More delays in the Iraq War Inquiry report ....


which when it eventually comes out will crucify Tony Blair and several big shots in the Labour Party and moreover this report might help to get the wheels rolling to throw the US architects of that unlawful, unwarranted and totally illegal war in jail, for the rest of their miserable lives. 
 

The devious manipulators in the UK are trying to delay the issuance of the report until after the UK elections in May in order to save some of the warmongering MPs, who incidentally, are found aplenty in all three parties of the UK government and who still continue to spew their poison and their influence to start wars here, there, everywhere.

William James writing at Reuters:
Delay to Britain's Iraq War inquiry report causes outcry.

A decision to delay a long-awaited official report into Britain's role in the Iraq War until after a general election in May drew accusations of a whitewash on Wednesday and demands for British voters to be given its findings.

The investigation, headed by former civil servant John Chilcot, was set up six years ago to learn lessons from the U.S.-led invasion of Iraq which ousted Saddam Hussein and its aftermath. Britain was the U.S. main ally in the war despite widespread public opposition.

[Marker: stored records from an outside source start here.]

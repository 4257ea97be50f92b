//! Line classification for extractor output.
//!
//! Priority: bare absolute path (final file) > `[download]` status line >
//! any bare percentage. Fields that fail to match are left as `None`;
//! partial lines are normal.

use regex::Regex;
use std::path::{Path, PathBuf};
use std::sync::OnceLock;

use crate::job::{Job, JobStatus};

const DOWNLOAD_TAG: &str = "[download]";

/// Fields parsed from one `[download]` status line.
#[derive(Debug, Clone, PartialEq, Default)]
pub struct DownloadLine {
    pub percent: Option<f64>,
    pub total: Option<String>,
    pub speed: Option<String>,
    pub eta: Option<String>,
}

/// What a single output line tells us about the job.
#[derive(Debug, Clone, PartialEq)]
pub enum ProgressEvent {
    /// Final resolved file path printed after post-processing.
    OutputPath(PathBuf),
    Download(DownloadLine),
    /// Untagged line carrying a percentage.
    Percent(f64),
}

struct Patterns {
    percent: Regex,
    total: Regex,
    speed: Regex,
    eta: Regex,
}

fn patterns() -> &'static Patterns {
    static PATTERNS: OnceLock<Patterns> = OnceLock::new();
    PATTERNS.get_or_init(|| Patterns {
        percent: Regex::new(r"(\d+(?:\.\d+)?)%").expect("percent regex"),
        total: Regex::new(r"(?i)\bof\s+~?\s*(\S+)\s+at\b").expect("total regex"),
        speed: Regex::new(r"(?i)\bat\s+(\S+)\s+ETA\b").expect("speed regex"),
        eta: Regex::new(r"(?i)\bETA\s+([0-9:]+)").expect("eta regex"),
    })
}

fn capture(re: &Regex, line: &str) -> Option<String> {
    re.captures(line)
        .and_then(|c| c.get(1))
        .map(|m| m.as_str().to_string())
}

fn percent_in(line: &str) -> Option<f64> {
    capture(&patterns().percent, line).and_then(|s| s.parse::<f64>().ok())
}

/// Classify one complete line. Returns `None` for lines that carry nothing.
pub fn classify_line(line: &str) -> Option<ProgressEvent> {
    let line = line.trim();
    if line.is_empty() {
        return None;
    }

    if Path::new(line).is_absolute() {
        return Some(ProgressEvent::OutputPath(PathBuf::from(line)));
    }

    if line.starts_with(DOWNLOAD_TAG) {
        let p = patterns();
        return Some(ProgressEvent::Download(DownloadLine {
            percent: percent_in(line),
            total: capture(&p.total, line),
            speed: capture(&p.speed, line),
            eta: capture(&p.eta, line),
        }));
    }

    percent_in(line).map(ProgressEvent::Percent)
}

impl ProgressEvent {
    /// Apply to a downloading job. Returns true if any field was written.
    /// Jobs in any other state are left untouched.
    pub fn apply(&self, job: &mut Job) -> bool {
        if job.status != JobStatus::Downloading {
            return false;
        }
        match self {
            ProgressEvent::OutputPath(path) => {
                job.output_path = path.clone();
                true
            }
            ProgressEvent::Download(d) => {
                let mut changed = d.percent.is_some_and(|p| set_percent(job, p));
                if let Some(total) = &d.total {
                    job.progress.total = Some(total.clone());
                    changed = true;
                }
                if let Some(speed) = &d.speed {
                    job.progress.speed = Some(speed.clone());
                    changed = true;
                }
                if let Some(eta) = &d.eta {
                    job.progress.eta = Some(eta.clone());
                    changed = true;
                }
                changed
            }
            ProgressEvent::Percent(p) => set_percent(job, *p),
        }
    }
}

// Percent never moves backwards within a run.
fn set_percent(job: &mut Job, percent: f64) -> bool {
    let percent = percent.clamp(0.0, 100.0);
    if percent < job.progress.percent {
        return false;
    }
    job.progress.percent = percent;
    true
}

Rose Gentle, the mother of a soldier killed in Iraq in 2004, said she was disgusted the report had taken so long to come out.

"We just feel totally let down, we just feel it's going to be a total whitewash now," she told BBC television.

The latest delay, said to be necessary to allow those criticised to respond, adds to a string of hold-ups ascribed in part to U.S. sensitivities about releasing exchanges between then-leaders U.S. President George W. Bush and British Prime Minister Tony Blair.

The Chilcot Report's publication has become even more politically charged before what is expected to be a close national election between Prime Minister David Camerons's Conservatives and the opposition Labour Party.

Any criticism of Labour, which was in power at the time of the 2003 war, could damage its electoral chances, although current party leader Ed Miliband said he wanted the report to be published.

When it was announced in 2009, the report was expected to take a year but Chilcot said in a letter to Cameron this week it would still take some months to complete and that there was "no realistic prospect" of delivering it before the election.....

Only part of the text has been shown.